Hicri birinci asrın ikinci yarısından sonra ortaya çıkan kader meselesi üzerinde en çok tartışılan konulardan birisi olmuş ve hâlâ da olmaya devam etmektedir. Daha sonraki zaman diliminde daha çok kaderin inkâr edilmesine doğru evrilen bu meselenin savunucuları bid'at ehli sayılan kişiler arasında değerlendirilmiştir. Bid'at ehlinin rivayetlerinin kabulü ilim ehli arasında tartışılmış, neticede konu ile ilgili esaslar ortaya konularak daî olanların rivayetlerine itibâr edilmemiştir. Ricâle dair kaynaklarda da bu tür raviler hem tanıtılmış hem de rivayetlerinin alınıp alınmaması ile ilgili değerlendirmeler yapılmıştır. Ricâle dair yapılan çalışmalardan birisi ve hatta en önemlisi Buhârî'nin et-Târîhu'l-kebîr isimli eseridir.
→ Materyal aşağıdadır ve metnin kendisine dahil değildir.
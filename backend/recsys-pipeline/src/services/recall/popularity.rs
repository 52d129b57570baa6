use crate::config::PipelineConfig;
use crate::error::Result;
use crate::models::{
    CandidateScore, CandidateSource, CategoryId, InteractionEvent, ItemId, ItemRecord, UserId,
};
use crate::store::{validate_event, EventStore, TimeRange};
use crate::utils::days_to_ms;
use rayon::prelude::*;
use std::collections::HashMap;
use tracing::info;

/// Category Popularity Recall
///
/// For each user: the 3 categories they interacted with most in the window,
/// then the globally most interacted items of those categories.
///
/// Users with no interactions in the window get nothing here; a global
/// top-N fallback is a caller policy.
pub struct PopularityBuilder {
    history_window_ms: i64,
    per_user_cap: usize,
}

/// Categories considered per user
pub const TOP_CATEGORIES_PER_USER: usize = 3;

#[derive(Debug, Default)]
pub struct PopularityOutput {
    pub candidates: Vec<CandidateScore>,
    /// Interaction count per item inside the window
    pub item_popularity: HashMap<ItemId, u64>,
}

impl PopularityBuilder {
    pub fn new(history_window_days: u32, per_user_cap: usize) -> Self {
        Self {
            history_window_ms: days_to_ms(history_window_days),
            per_user_cap,
        }
    }

    pub fn from_config(config: &PipelineConfig) -> Self {
        Self::new(
            config.candidates.history_window_days,
            config.candidates.per_user_from_pop,
        )
    }

    pub fn window(&self, cutoff: i64) -> TimeRange {
        TimeRange::trailing(cutoff, self.history_window_ms)
    }

    pub fn build(&self, store: &dyn EventStore, cutoff: i64) -> Result<PopularityOutput> {
        let events = store.query(self.window(cutoff))?;
        let items = store.items()?;
        self.build_from(&events, &items, cutoff)
    }

    pub fn build_from(
        &self,
        events: &[InteractionEvent],
        items: &[ItemRecord],
        cutoff: i64,
    ) -> Result<PopularityOutput> {
        let window = self.window(cutoff);
        for event in events {
            validate_event(event)?;
        }

        let category_of: HashMap<ItemId, CategoryId> = items
            .iter()
            .filter_map(|item| item.category_id.map(|c| (item.item_id, c)))
            .collect();

        let mut item_popularity: HashMap<ItemId, u64> = HashMap::new();
        let mut user_category_counts: HashMap<UserId, HashMap<CategoryId, u64>> = HashMap::new();

        for event in events.iter().filter(|e| window.contains(e.timestamp)) {
            *item_popularity.entry(event.item_id).or_insert(0) += 1;
            if let Some(&category) = category_of.get(&event.item_id) {
                *user_category_counts
                    .entry(event.user_id)
                    .or_default()
                    .entry(category)
                    .or_insert(0) += 1;
            }
        }

        let ranked_by_category = rank_items_by_category(&category_of, &item_popularity);

        let mut users: Vec<(UserId, HashMap<CategoryId, u64>)> =
            user_category_counts.into_iter().collect();
        users.sort_by_key(|(user_id, _)| *user_id);

        let per_user: Vec<Vec<CandidateScore>> = users
            .par_iter()
            .map(|(user_id, counts)| {
                let categories = top_categories(counts, TOP_CATEGORIES_PER_USER);
                self.candidates_for_user(*user_id, &categories, &ranked_by_category)
            })
            .collect();
        let candidates: Vec<CandidateScore> = per_user.into_iter().flatten().collect();

        info!(
            users = users.len(),
            popular_items = item_popularity.len(),
            candidates = candidates.len(),
            "Popularity candidates ready"
        );

        Ok(PopularityOutput {
            candidates,
            item_popularity,
        })
    }

    fn candidates_for_user(
        &self,
        user_id: UserId,
        categories: &[CategoryId],
        ranked_by_category: &HashMap<CategoryId, Vec<(ItemId, u64)>>,
    ) -> Vec<CandidateScore> {
        let mut pool: Vec<(ItemId, u64)> = categories
            .iter()
            .filter_map(|c| ranked_by_category.get(c))
            .flat_map(|items| items.iter().copied())
            .collect();
        pool.sort_by(|a, b| b.1.cmp(&a.1).then_with(|| a.0.cmp(&b.0)));
        pool.truncate(self.per_user_cap);

        pool.into_iter()
            .map(|(item_id, pop)| CandidateScore {
                user_id,
                item_id,
                score: pop as f64,
                source: CandidateSource::Pop,
            })
            .collect()
    }
}

/// Top-n categories by count desc, category id asc.
fn top_categories(counts: &HashMap<CategoryId, u64>, n: usize) -> Vec<CategoryId> {
    let mut ranked: Vec<(CategoryId, u64)> = counts.iter().map(|(c, n)| (*c, *n)).collect();
    ranked.sort_by(|a, b| b.1.cmp(&a.1).then_with(|| a.0.cmp(&b.0)));
    ranked.into_iter().take(n).map(|(c, _)| c).collect()
}

/// Catalog items with at least one interaction in the window, grouped by category.
fn rank_items_by_category(
    category_of: &HashMap<ItemId, CategoryId>,
    item_popularity: &HashMap<ItemId, u64>,
) -> HashMap<CategoryId, Vec<(ItemId, u64)>> {
    let mut grouped: HashMap<CategoryId, Vec<(ItemId, u64)>> = HashMap::new();
    for (item_id, category) in category_of {
        if let Some(&pop) = item_popularity.get(item_id) {
            grouped.entry(*category).or_default().push((*item_id, pop));
        }
    }
    grouped
}

#[cfg(test)]
mod tests {
    use super::*;
    use crate::models::EventType;
    use crate::utils::MS_PER_DAY;

    const CUTOFF: i64 = 50 * MS_PER_DAY;

    fn event(user_id: UserId, item_id: ItemId) -> InteractionEvent {
        InteractionEvent {
            user_id,
            item_id,
            event_type: EventType::View,
            timestamp: CUTOFF - 1_000,
        }
    }

    fn item(item_id: ItemId, category_id: Option<CategoryId>) -> ItemRecord {
        ItemRecord {
            item_id,
            category_id,
            brand: None,
            price: None,
        }
    }

    fn catalog() -> Vec<ItemRecord> {
        vec![
            item(1, Some(10)),
            item(2, Some(10)),
            item(3, Some(20)),
            item(4, Some(30)),
            item(5, Some(40)),
            item(6, None),
            item(7, Some(10)),
        ]
    }

    #[test]
    fn test_top_categories_tie_break() {
        let mut counts = HashMap::new();
        counts.insert(30, 2);
        counts.insert(10, 2);
        counts.insert(20, 5);
        counts.insert(40, 1);

        assert_eq!(top_categories(&counts, 3), vec![20, 10, 30]);
    }

    #[test]
    fn test_candidates_ranked_by_global_popularity() {
        // Global popularity: item 2 x3, item 1 x2, item 3 x1
        let events = vec![
            event(1, 1),
            event(1, 3),
            event(2, 2),
            event(2, 2),
            event(3, 2),
            event(3, 1),
        ];

        let builder = PopularityBuilder::new(30, 10);
        let output = builder.build_from(&events, &catalog(), CUTOFF).unwrap();
        let user1: Vec<(ItemId, f64)> = output
            .candidates
            .iter()
            .filter(|c| c.user_id == 1)
            .map(|c| (c.item_id, c.score))
            .collect();

        // Item 7 shares category 10 but has no interactions in the window
        assert_eq!(user1, vec![(2, 3.0), (1, 2.0), (3, 1.0)]);
        assert_eq!(output.item_popularity[&2], 3);
    }

    #[test]
    fn test_only_top_three_categories_are_used() {
        let events = vec![
            event(1, 1),
            event(1, 1),
            event(1, 3),
            event(1, 3),
            event(1, 4),
            event(1, 4),
            event(1, 5),
            event(2, 5),
            event(2, 5),
            event(2, 5),
        ];

        let builder = PopularityBuilder::new(30, 10);
        let output = builder.build_from(&events, &catalog(), CUTOFF).unwrap();
        let user1: Vec<ItemId> = output
            .candidates
            .iter()
            .filter(|c| c.user_id == 1)
            .map(|c| c.item_id)
            .collect();

        assert!(!user1.contains(&5));
        assert_eq!(user1.len(), 3);
        assert!(output.candidates.iter().all(|c| c.source == CandidateSource::Pop));
    }

    #[test]
    fn test_per_user_cap() {
        let events = vec![event(1, 1), event(1, 2), event(1, 7), event(2, 7)];

        let builder = PopularityBuilder::new(30, 2);
        let output = builder.build_from(&events, &catalog(), CUTOFF).unwrap();
        let user1: Vec<ItemId> = output
            .candidates
            .iter()
            .filter(|c| c.user_id == 1)
            .map(|c| c.item_id)
            .collect();

        assert_eq!(user1, vec![7, 1]);
    }

    #[test]
    fn test_inactive_user_gets_nothing() {
        let mut old = event(9, 1);
        old.timestamp = CUTOFF - 40 * MS_PER_DAY;
        let events = vec![old, event(1, 1)];

        let builder = PopularityBuilder::new(30, 10);
        let output = builder.build_from(&events, &catalog(), CUTOFF).unwrap();

        assert!(output.candidates.iter().all(|c| c.user_id != 9));
    }

    #[test]
    fn test_uncategorized_items_are_ignored() {
        let events = vec![event(1, 6), event(1, 6)];

        let builder = PopularityBuilder::new(30, 10);
        let output = builder.build_from(&events, &catalog(), CUTOFF).unwrap();

        assert!(output.candidates.is_empty());
        assert_eq!(output.item_popularity[&6], 2);
    }
}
Bu araştırmada Buhârî'nin mezkûr eserinde yer alıp Kütüb-i Sitte'de rivayeti bulunan kaderî raviler ele alınmıştır. Kaderî olmakla itham edilen mezkûr ravilerin ilk önce hayatları üzerinde durulmuş, daha sonra Buhârî'nin onlar hakkındaki görüşleri zikredilmiş ve son olarak da diğer münekkitlerin özellikle de mütekaddimîn dönemi münekkitlerinin değerlendirmelerine yer verilmiştir. Böylece Buhârî'nin kaderî düşünceye sahip ravilerden rivayette bulunup bulunmadığı, onları değerlendirirken nasıl bir yol izlediği ve analizlerinde geçmiş ilmi birikimden ne derece istifade ettiği tespit edilmeye çalışılmıştır.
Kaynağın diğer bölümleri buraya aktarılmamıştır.